In a letter to Tracy Renaud, acting director of the Citizenship and Immigration Services, Harvard President Lawrence Bacow said such a move would allow Harvard and other colleges and universities “to extend the reach of our programs to more students.”
Bacow went on to note that during the Trump administration “executive orders and presidential proclamations barred entry to many, with others beset by processing delays, backlogs and administrative hurdles designed to frustrate access to opportunities in this country.
“As a result, a shadow of uncertainty has been cast over immigrants and non-immigrants alike — and it has taken a toll in higher education,” he said.
The most recent, Open Doors Report on International Educational Exchange, released in November, announced the fourth straight year of decline in new student enrollments, and the first year-over-year decline in total international student enrollments since 2005.
It also estimated, with an assist from the Department of Commerce, that international students contributed $44 billion to the U.S. economy in 2019.
“An immediate concern is the significant backlog of international students and scholars awaiting visas overseas,” Bacow continued.
“In recent weeks, the State Department has announced, as consulates reopen, students and scholars will be given priority for processing (after US citizens and emergency requests),” he said. “As part of that effort, USCIS should work within DHS to ease the return to campus, including arrival at US ports of entry.

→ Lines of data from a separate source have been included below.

impl PgMessageTransaction {
    /// The underlying connection, for the caller's own statements.
    pub fn connection(&mut self) -> &mut PgConnection {
        &mut self.tx
    }

    /// Run a caller statement under the store's command timeout.
    ///
    /// A failure poisons the transaction the same way a failed `store` does.
    pub async fn execute(&mut self, sql: &str) -> Result<u64, StoreError> {
        let result = bounded(
            "execute",
            self.timeout,
            sqlx::query(sql).execute(&mut *self.tx),
        )
        .await;
        match result {
            Ok(done) => Ok(done.rows_affected()),
            Err(e) => Err(self.poison(e)),
        }
    }

    fn poison(&mut self, err: StoreError) -> StoreError {
        self.failure.get_or_insert_with(|| err.clone());
        err
    }
}

#[async_trait]
impl StoreTransaction for PgMessageTransaction {
    #[instrument(
        skip(self, message),
        fields(kind = %message.kind, name = %message.name, id = field::Empty),
        err
    )]
    async fn store(&mut self, message: NewMessage) -> Result<MessageId, StoreError> {
        if let Err(e) = message.validate() {
            return Err(self.poison(e));
        }
        let added = self.clock.now();
        let sql = &self.queries.table(message.kind).insert;

        let result = bounded(
            "store_in_transaction",
            self.timeout,
            bind_insert(sql, &message, added).fetch_one(&mut *self.tx),
        )
        .await;

        match result {
            Ok(id) => {
                Span::current().record("id", id);
                Ok(MessageId::from_raw(id))
            }
            Err(e) => Err(self.poison(e)),
        }
    }

    #[instrument(skip(self), err)]
    async fn commit(self) -> Result<(), StoreError> {
        if let Some(failure) = self.failure {
            bounded("rollback", self.timeout, self.tx.rollback()).await?;
            return Err(failure);
        }
        bounded("commit_transaction", self.timeout, self.tx.commit()).await
    }

    #[instrument(skip(self), err)]
    async fn rollback(self) -> Result<(), StoreError> {
        bounded("rollback", self.timeout, self.tx.rollback()).await
    }
}

fn bind_insert<'q>(
    sql: &'q str,
    message: &'q NewMessage,
    added: DateTime<Utc>,
) -> QueryScalar<'q, Postgres, i64, PgArguments> {
    sqlx::query_scalar(sql)
        .bind(&message.name)
        .bind(&message.group)
        .bind(&message.content)
        .bind(added)
        .bind(MessageStatus::Scheduled.as_str())
}

/// Await a storage call under `timeout`, mapping both failure modes to `StoreError`.
async fn bounded<T, F>(operation: &str, timeout: Duration, fut: F) -> Result<T, StoreError>
where
    F: Future<Output = Result<T, sqlx::Error>>,
{
    match tokio::time::timeout(timeout, fut).await {
        Ok(result) => result.map_err(|e| map_sqlx_error(operation, e)),
        Err(_) => Err(StoreError::unavailable(format!(
            "{operation} timed out after {timeout:?}"
        ))),
    }
}

/// Map SQLx errors to StoreError.
fn map_sqlx_error(operation: &str, err: sqlx::Error) -> StoreError {
    match err {
        sqlx::Error::Database(db_err) => {
            let msg = format!("database error in {}: {}", operation, db_err.message());
            match db_err.code().as_deref() {
                Some("23502" | "23514" | "22001") => StoreError::Validation(msg),
                Some("40001" | "40P01" | "55P03" | "57014" | "53300") => {
                    StoreError::Unavailable(msg)
                }
                Some(code) if code.starts_with("08") || code.starts_with("57P0") => {
                    StoreError::Unavailable(msg)
                }
                _ => StoreError::Storage(msg),
            }
        }
        sqlx::Error::PoolTimedOut => {
            StoreError::unavailable(format!("connection pool timed out in {}", operation))
        }
        sqlx::Error::PoolClosed => {
            StoreError::unavailable(format!("connection pool closed in {}", operation))
        }
        sqlx::Error::Io(e) => StoreError::unavailable(format!("io error in {}: {}", operation, e)),
        sqlx::Error::Tls(e) => StoreError::unavailable(format!("tls error in {}: {}", operation, e)),
        sqlx::Error::Protocol(e) => {
            StoreError::unavailable(format!("protocol error in {}: {}", operation, e))
        }
        sqlx::Error::ColumnDecode { index, source } => StoreError::corrupted(format!(
            "failed to decode column {} in {}: {}",
            index, operation, source
        )),
        sqlx::Error::Decode(e) => {
            StoreError::corrupted(format!("decode error in {}: {}", operation, e))
        }
        _ => StoreError::storage(format!("sqlx error in {}: {}", operation, err)),
    }
}

// SQLx row types

#[derive(Debug)]
struct MessageRow {
    id: i64,
    name: String,
    group: String,
    content: Vec<u8>,
    retries: i32,
    added: DateTime<Utc>,
    expires_at: Option<DateTime<Utc>>,
    status_name: String,
}

impl<'r> FromRow<'r, PgRow> for MessageRow {
    fn from_row(row: &'r PgRow) -> Result<Self, sqlx::Error> {
        Ok(MessageRow {
            id: row.try_get("id")?,
            name: row.try_get("name")?,
            group: row.try_get("group")?,
            content: row.try_get("content")?,
            retries: row.try_get("retries")?,
            added: row.try_get("added")?,
            expires_at: row.try_get("expires_at")?,
            status_name: row.try_get("status_name")?,
        })
    }
}

impl MessageRow {
    fn into_message(self, kind: MessageKind) -> Result<StoredMessage, StoreError> {
        let retries = u32::try_from(self.retries).map_err(|_| {
            StoreError::corrupted(format!("message {} has negative retries {}", self.id, self.retries))
        })?;

        Ok(StoredMessage {
            kind,
            id: MessageId::from_raw(self.id),
            name: self.name,
            group: self.group,
            content: self.content,
            retries,
            added: self.added,
            expires_at: self.expires_at,
            status: self.status_name.parse()?,
        })
    }
}

fn decode_row(kind: MessageKind, row: &PgRow) -> Result<StoredMessage, StoreError> {
    MessageRow::from_row(row)
        .map_err(|e| StoreError::corrupted(format!("failed to deserialize message row: {}", e)))?
        .into_message(kind)
}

“I also encourage you to review the COVID-related travel restrictions on certain countries, including China, Brazil, and South Africa, and, working with the Departments of State and Health and Human Services, consider issuing a new national interest determination covering students and scholars, similar to the policy for the Schengen Area, UK, and Ireland, thereby helping to ensure that greater numbers of students, faculty, and staff are able to return to campus to conduct on-campus research and to resume their academic programs,” he wrote.
In July 2020, Harvard and the Massachusetts Institute of Technology sued the Trump administration after ICE announced the State Department would not issue visas to students enrolled in programs that are fully online for the fall semester.

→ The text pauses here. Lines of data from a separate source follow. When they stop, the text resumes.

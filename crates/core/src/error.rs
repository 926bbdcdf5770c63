//! Store error model.

use thiserror::Error;

/// Result type used across the message store.
pub type StoreResult<T> = Result<T, StoreError>;

/// Message store error.
///
/// "Not found" and "transition conflict" are deliberately absent: a lookup
/// miss is `Ok(None)` and a transition that touched no row is `Ok(false)`.
///
/// ## Error Categories
///
/// - **Validation**: the caller handed in a malformed record or an illegal
///   transition. Not retried.
/// - **Unavailable**: transient infrastructure failure (timeout, connection
///   loss, pool exhaustion). The caller should back off and retry the whole
///   operation.
/// - **Corrupted**: a stored row could not be decoded into a record.
/// - **Storage**: any other backend failure.
#[derive(Debug, Error, Clone, PartialEq, Eq)]
pub enum StoreError {
    #[error("validation failed: {0}")]
    Validation(String),

    #[error("storage unavailable: {0}")]
    Unavailable(String),

    #[error("corrupted record: {0}")]
    Corrupted(String),

    #[error("storage error: {0}")]
    Storage(String),
}

impl StoreError {
    pub fn validation(msg: impl Into<String>) -> Self {
        Self::Validation(msg.into())
    }

    pub fn unavailable(msg: impl Into<String>) -> Self {
        Self::Unavailable(msg.into())
    }

    pub fn corrupted(msg: impl Into<String>) -> Self {
        Self::Corrupted(msg.into())
    }

    pub fn storage(msg: impl Into<String>) -> Self {
        Self::Storage(msg.into())
    }

    /// Whether retrying the same operation later may succeed.
    pub fn is_transient(&self) -> bool {
        matches!(self, StoreError::Unavailable(_))
    }
}
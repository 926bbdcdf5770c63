//! Time source used by stores for `Added`, `ExpiresAt` and scan cutoffs.

use std::sync::{Arc, Mutex};

use chrono::{DateTime, Duration, Utc};

pub trait Clock: Send + Sync {
    fn now(&self) -> DateTime<Utc>;
}

/// Wall clock.
#[derive(Debug, Default, Clone, Copy)]
pub struct SystemClock;

impl Clock for SystemClock {
    fn now(&self) -> DateTime<Utc> {
        Utc::now()
    }
}

/// Manually advanced clock for tests.
#[derive(Debug, Clone)]
pub struct ManualClock {
    now: Arc<Mutex<DateTime<Utc>>>,
}

impl ManualClock {
    pub fn new(start: DateTime<Utc>) -> Self {
        Self {
            now: Arc::new(Mutex::new(start)),
        }
    }

    pub fn advance(&self, by: Duration) {
        let mut now = self.now.lock().unwrap_or_else(|e| e.into_inner());
        *now += by;
    }

    pub fn set(&self, to: DateTime<Utc>) {
        let mut now = self.now.lock().unwrap_or_else(|e| e.into_inner());
        *now = to;
    }
}

impl Default for ManualClock {
    fn default() -> Self {
        Self::new(Utc::now())
    }
}

impl Clock for ManualClock {
    fn now(&self) -> DateTime<Utc> {
        *self.now.lock().unwrap_or_else(|e| e.into_inner())
    }
}

impl<C: Clock + ?Sized> Clock for Arc<C> {
    fn now(&self) -> DateTime<Utc> {
        (**self).now()
    }
}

This limited international student enrollment in U.S. universities. It also threatened the status of existing students who had their course move online during the pandemic.

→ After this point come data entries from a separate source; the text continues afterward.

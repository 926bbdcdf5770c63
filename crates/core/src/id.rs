//! Message identifiers and the published/received variant tag.

use core::str::FromStr;
use serde::{Deserialize, Serialize};

use crate::error::StoreError;

/// Store-assigned identifier of a message record.
///
/// Ids come from the backend's identity sequence on insert. They are never
/// reused, not even when the inserting transaction rolls back.
#[derive(Debug, Copy, Clone, PartialEq, Eq, PartialOrd, Ord, Hash, Serialize, Deserialize)]
#[serde(transparent)]
pub struct MessageId(i64);

impl MessageId {
    pub fn from_raw(raw: i64) -> Self {
        Self(raw)
    }

    pub fn as_i64(&self) -> i64 {
        self.0
    }
}

impl core::fmt::Display for MessageId {
    fn fmt(&self, f: &mut core::fmt::Formatter<'_>) -> core::fmt::Result {
        core::fmt::Display::fmt(&self.0, f)
    }
}

impl From<i64> for MessageId {
    fn from(value: i64) -> Self {
        Self(value)
    }
}

impl From<MessageId> for i64 {
    fn from(value: MessageId) -> Self {
        value.0
    }
}

impl FromStr for MessageId {
    type Err = StoreError;

    fn from_str(s: &str) -> Result<Self, Self::Err> {
        let raw = i64::from_str(s)
            .map_err(|e| StoreError::validation(format!("MessageId: {e}")))?;
        Ok(Self(raw))
    }
}

/// Which side of the outbox/inbox a record belongs to.
///
/// Both variants share one record shape; the kind only selects the table.
#[derive(Debug, Copy, Clone, PartialEq, Eq, Hash, Serialize, Deserialize)]
#[serde(rename_all = "snake_case")]
pub enum MessageKind {
    /// Outgoing message written by business code (outbox).
    Published,
    /// Incoming message accepted from a transport (inbox).
    Received,
}

impl MessageKind {
    pub const ALL: [MessageKind; 2] = [MessageKind::Published, MessageKind::Received];

    /// Table name for this kind inside the configured schema.
    pub fn table_name(&self) -> &'static str {
        match self {
            MessageKind::Published => "published",
            MessageKind::Received => "received",
        }
    }
}

impl core::fmt::Display for MessageKind {
    fn fmt(&self, f: &mut core::fmt::Formatter<'_>) -> core::fmt::Result {
        f.write_str(self.table_name())
    }
}

#[cfg(test)]
mod tests {
    use super::*;

    #[test]
    fn message_id_parses_and_displays() {
        let id: MessageId = "42".parse().unwrap();
        assert_eq!(id.as_i64(), 42);
        assert_eq!(id.to_string(), "42");
    }

    #[test]
    fn message_id_rejects_garbage() {
        let err = "forty-two".parse::<MessageId>().unwrap_err();
        assert!(matches!(err, StoreError::Validation(_)));
    }

    #[test]
    fn kinds_map_to_distinct_tables() {
        assert_eq!(MessageKind::Published.table_name(), "published");
        assert_eq!(MessageKind::Received.table_name(), "received");
    }
}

Harvard maintained that all its classes for the 2020-21 academic year will be conducted online “with rare exceptions.”
“Today’s Biden administration takes a more positive view on immigration — especially that of international students,” Bacow said. “Yet the visa processing backlog is still a cause for worry among university hopefuls.
“Many US embassies and consulates have yet to resume regular visa processing since the pandemic broke out, causing stakeholders to worry that international students will not make it back to US universities for the fall semester,” he said.
In March, the Student and Exchange Visitor Program, part of U.S. Immigration and Customs Enforcement, released its annual report detailing the international student population, which in 2020 reflected the impact of the global pandemic.
The web-based system the report was based on includes information about international students, exchange visitors and their dependents while they are in the United States.
The report notes that there were 1.25 million active records in the system for the 2020 calendar year, a 17.86% decrease from the year before.
U.S. schools saw a 72% decrease in new international student enrollment in 2020 compared to 2019. New international students include those who were not enrolled in a program of study at a U.S. school during the previous calendar year.
In January 2020, new international student enrollment at U.S. schools was on par with January 2019 enrollment for international students in both academic degree programs and those pursuing vocational degree programs.
However, U.S. schools saw dramatic decreases in new international student enrollment in both August and September, traditionally months where the largest numbers of new international students enroll in U.S. schools.
In Aug. 2020, there was a 91% decrease in enrollment in international students seeking academic degrees, and a 72% decrease in overall international student enrollment at U.S. schools.
The number of international students enrolled in K-12 programs of study decreased 24.6% from 2019 to 2020.
In 2019, three K-12 schools enrolled more than 700 international students, with one school hosting more than 1,000 international students. In comparison, in 2020, only one school hosted more than 700 international students.